The PhD thesis was about key account management and how it had changed and evolved over the years into something based much more on relationships and co-creation of value rather than a transactional sales approach. The student interviewed a large number of key account managers and their buyers. Similar to the MBA student, he didn’t want to approach this as a problem; rather, he wanted to find best practice. The use of AI worked very well and led to a number of important insights (and led to a successful PhD). The researcher, Dr Christian Veasey, noted that the interviews were very comfortable to do, as participants were discussing what was good about their roles and what worked best to keep their client accounts happy, rather than talking about things that went wrong.
It’s an interesting approach that is worth investigating further, if you’ve not heard about it before. I’ve written some more about this in a chapter on using narratives and storytelling in research in a book I co-edited with Dr David Longbottom, Alternative Market Research Methods: Market Sensing. If you’ve used AI in your research or have any comments on it, please do let me know in the reply section below!

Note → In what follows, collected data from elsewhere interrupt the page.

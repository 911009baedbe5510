// SPDX-License-Identifier: MIT
// Copyright 2026 Roland Dreier <roland@rolandd.dev>

//! Video upsert tests against the in-memory store.

use hastok::db::MemoryStore;
use hastok::error::AppError;
use hastok::services::tiktok::VideoPayload;
use hastok::services::VideoWriter;
use serde_json::json;
use std::sync::Arc;

mod common;
use common::{page_body, user, video_item};

fn setup() -> (Arc<MemoryStore>, VideoWriter) {
    let store = Arc::new(MemoryStore::new());
    store.insert_user(user("7", "creator"));
    let writer = VideoWriter::new(store.clone());
    (store, writer)
}

fn payload(body: serde_json::Value) -> VideoPayload {
    VideoPayload::from_value(body).unwrap()
}

#[tokio::test]
async fn test_upsert_is_idempotent() {
    let (store, writer) = setup();
    let body = payload(page_body(
        vec![video_item("100", 1_700_000_000, 10), video_item("101", 1_700_000_100, 20)],
        None,
    ));

    let first = writer.upsert_videos(&body, "7").await.unwrap();
    let snapshot = store.video_by_tiktok_id("100").unwrap();
    let second = writer.upsert_videos(&body, "7").await.unwrap();

    assert_eq!((first.inserted, first.updated, first.written), (2, 0, 2));
    assert_eq!((second.inserted, second.updated, second.written), (0, 2, 2));
    assert_eq!(store.video_count(), 2);
    assert_eq!(store.video_by_tiktok_id("100").unwrap(), snapshot);
}

#[tokio::test]
async fn test_update_keeps_identity_and_refreshes_counters() {
    let (store, writer) = setup();
    writer
        .upsert_videos(&payload(page_body(vec![video_item("200", 1_700_000_000, 10)], None)), "7")
        .await
        .unwrap();
    let original = store.video_by_tiktok_id("200").unwrap();

    writer
        .upsert_videos(&payload(page_body(vec![video_item("200", 1_700_000_000, 9999)], None)), "7")
        .await
        .unwrap();

    let updated = store.video_by_tiktok_id("200").unwrap();
    assert_eq!(updated.id, original.id);
    assert_eq!(updated.record.plays, 9999);
    assert_eq!(updated.record.author, "7");
    assert_eq!(updated.record.created.timestamp_millis(), 1_700_000_000_000);
}

#[tokio::test]
async fn test_item_failures_are_isolated() {
    let (store, writer) = setup();
    store.fail_writes_for("301");
    let body = payload(json!({
        "itemList": [
            video_item("300", 1_700_000_000, 1),
            video_item("301", 1_700_000_000, 1),
            {"desc": "no id or createTime"},
            video_item("302", 1_700_000_000, 1)
        ]
    }));

    let summary = writer.upsert_videos(&body, "7").await.unwrap();

    assert_eq!(summary.written, 2);
    assert_eq!(summary.failed, 2);
    assert!(store.video_by_tiktok_id("300").is_some());
    assert!(store.video_by_tiktok_id("301").is_none());
    assert!(store.video_by_tiktok_id("302").is_some());
}

#[tokio::test]
async fn test_items_key_and_response_wrapper() {
    let (store, writer) = setup();
    let body = payload(json!({
        "response": {"items": [video_item("400", 1_700_000_000, 5)]}
    }));

    let summary = writer.upsert_videos(&body, "7").await.unwrap();

    assert_eq!(summary.inserted, 1);
    assert_eq!(store.video_by_tiktok_id("400").unwrap().record.plays, 5);
}

#[tokio::test]
async fn test_missing_item_list_writes_nothing() {
    let (store, writer) = setup();

    let result = writer
        .upsert_videos(&payload(json!({"itemList": "nope"})), "7")
        .await;

    assert!(matches!(result, Err(AppError::Shape(_))));
    assert_eq!(store.video_count(), 0);
}

#[tokio::test]
async fn test_realistic_page_fixture() {
    let (store, writer) = setup();
    let body: serde_json::Value = serde_json::from_str(
        &std::fs::read_to_string("tests/fixtures/user_videos_page.json").unwrap(),
    )
    .unwrap();
    let page = hastok::services::VideoPage::from_body(body).unwrap();

    let summary = writer.upsert_videos(&page.payload, "7").await.unwrap();

    assert_eq!(page.next_cursor.as_deref(), Some("1699750000000"));
    assert_eq!(summary.inserted, 30);
    assert_eq!(summary.failed, 0);
    let newest = store.video_by_tiktok_id("7300000000000000000").unwrap();
    assert_eq!(newest.record.plays, 900_000);
    assert_eq!(newest.record.collected, 1000);
    assert_eq!(newest.record.duration, Some(15));
}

Cooperrider, D.L. and Srivastva, S. (1987) ‘Appreciative inquiry in organizational life’. In: Woodman, R. and Pasmore, W. (eds) Research in Organizational Change and Development, Volume 1, Greenwich, CT: JAI Press.
Lawson, A. (2017) ‘Using narrative and storytelling in research’, in: Longbottom, D. and Lawson, A. (eds) Alternative Market Research Methods: Market Sensing, Abingdon: Routledge. (Companion website available here.)
Shuayb, M., Sharp, C., Judkins, M. and Hetherington, M. (2009) Using appreciative inquiry in educational research: possibilities and limitations, Slough: National Foundation for Educational Research.
Veasey, C. (2019) From key account management to strategic partnerships: critical success factors for co-creation of value, unpublished PhD thesis, University of Derby.